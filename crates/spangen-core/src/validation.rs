use std::collections::{BTreeMap, BTreeSet};

use crate::error::{Error, Result};
use crate::schema::DatabaseSchema;

/// Validate internal consistency of a database schema.
///
/// This checks:
/// - duplicate tables/columns
/// - primary key is non-empty, without duplicates, and its columns exist
///
/// Index and foreign key references are resolved later by the relation
/// linker, which reports them with dedicated errors.
pub fn validate_schema(schema: &DatabaseSchema) -> Result<()> {
    let mut catalog: BTreeMap<&str, BTreeSet<&str>> = BTreeMap::new();

    for table in &schema.tables {
        if catalog.contains_key(table.name.as_str()) {
            return Err(Error::InvalidSchema(format!(
                "duplicate table name: {}",
                table.name
            )));
        }

        let mut columns = BTreeSet::new();
        for column in &table.columns {
            if !columns.insert(column.name.as_str()) {
                return Err(Error::InvalidSchema(format!(
                    "duplicate column name: {}.{}",
                    table.name, column.name
                )));
            }
        }

        catalog.insert(table.name.as_str(), columns);
    }

    for table in &schema.tables {
        let columns = catalog.get(table.name.as_str()).ok_or_else(|| {
            Error::InvalidSchema(format!("missing table in catalog: {}", table.name))
        })?;

        if table.primary_key.is_empty() {
            return Err(Error::InvalidSchema(format!(
                "table has no primary key: {}",
                table.name
            )));
        }

        let mut seen = BTreeSet::new();
        for column in &table.primary_key {
            if !columns.contains(column.as_str()) {
                return Err(Error::InvalidSchema(format!(
                    "primary key column not found: {}.{}",
                    table.name, column
                )));
            }
            if !seen.insert(column.as_str()) {
                return Err(Error::InvalidSchema(format!(
                    "duplicate primary key column: {}.{}",
                    table.name, column
                )));
            }
        }

        if let Some(parent) = &table.parent {
            if !catalog.contains_key(parent.as_str()) {
                return Err(Error::InvalidSchema(format!(
                    "parent table not found: {} (interleaved in {})",
                    parent, table.name
                )));
            }
        }
    }

    Ok(())
}

#[cfg(test)]
mod tests {
    use super::*;
    use crate::schema::{Column, Table};
    use crate::types::ColumnType;

    fn column(ordinal: i16, name: &str) -> Column {
        Column {
            ordinal_position: ordinal,
            name: name.to_string(),
            column_type: ColumnType::new("INT64"),
            is_nullable: false,
            custom_type: None,
            comment: None,
        }
    }

    fn table(name: &str, columns: &[&str], primary_key: &[&str]) -> Table {
        Table {
            name: name.to_string(),
            columns: columns
                .iter()
                .enumerate()
                .map(|(idx, name)| column(idx as i16 + 1, name))
                .collect(),
            primary_key: primary_key.iter().map(|name| name.to_string()).collect(),
            indexes: Vec::new(),
            foreign_keys: Vec::new(),
            parent: None,
        }
    }

    fn schema(tables: Vec<Table>) -> DatabaseSchema {
        DatabaseSchema {
            schema_version: "0.1".to_string(),
            database: None,
            tables,
        }
    }

    #[test]
    fn accepts_composite_primary_key() {
        let schema = schema(vec![table(
            "CompositePrimaryKeys",
            &["Id", "PKey1", "PKey2"],
            &["PKey1", "PKey2"],
        )]);
        assert!(validate_schema(&schema).is_ok());
    }

    #[test]
    fn rejects_duplicate_columns() {
        let schema = schema(vec![table("Users", &["Id", "Id"], &["Id"])]);
        let err = validate_schema(&schema).unwrap_err();
        assert!(err.to_string().contains("duplicate column name: Users.Id"));
    }

    #[test]
    fn rejects_empty_primary_key() {
        let schema = schema(vec![table("Users", &["Id"], &[])]);
        let err = validate_schema(&schema).unwrap_err();
        assert!(err.to_string().contains("no primary key"));
    }

    #[test]
    fn rejects_unknown_primary_key_column() {
        let schema = schema(vec![table("Users", &["Id"], &["UserId"])]);
        let err = validate_schema(&schema).unwrap_err();
        assert!(err.to_string().contains("primary key column not found: Users.UserId"));
    }

    #[test]
    fn rejects_missing_parent() {
        let mut child = table("Items", &["Id"], &["Id"]);
        child.parent = Some("Orders".to_string());
        let err = validate_schema(&schema(vec![child])).unwrap_err();
        assert!(err.to_string().contains("parent table not found"));
    }
}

● ● ● ●

What are the exact lines from the beginning of the material through the line containing "let mut seen = BTreeSet::new();"? Write out those lines alone.

filename crates/spangen-core/src/validation.rs
use std::collections::{BTreeMap, BTreeSet};

use crate::error::{Error, Result};
use crate::schema::DatabaseSchema;

/// Validate internal consistency of a database schema.
///
/// This checks:
/// - duplicate tables/columns
/// - primary key is non-empty, without duplicates, and its columns exist
///
/// Index and foreign key references are resolved later by the relation
/// linker, which reports them with dedicated errors.
pub fn validate_schema(schema: &DatabaseSchema) -> Result<()> {
    let mut catalog: BTreeMap<&str, BTreeSet<&str>> = BTreeMap::new();

    for table in &schema.tables {
        if catalog.contains_key(table.name.as_str()) {
            return Err(Error::InvalidSchema(format!(
                "duplicate table name: {}",
                table.name
            )));
        }

        let mut columns = BTreeSet::new();
        for column in &table.columns {
            if !columns.insert(column.name.as_str()) {
                return Err(Error::InvalidSchema(format!(
                    "duplicate column name: {}.{}",
                    table.name, column.name
                )));
            }
        }

        catalog.insert(table.name.as_str(), columns);
    }

    for table in &schema.tables {
        let columns = catalog.get(table.name.as_str()).ok_or_else(|| {
            Error::InvalidSchema(format!("missing table in catalog: {}", table.name))
        })?;

        if table.primary_key.is_empty() {
            return Err(Error::InvalidSchema(format!(
                "table has no primary key: {}",
                table.name
            )));
        }

        let mut seen = BTreeSet::new();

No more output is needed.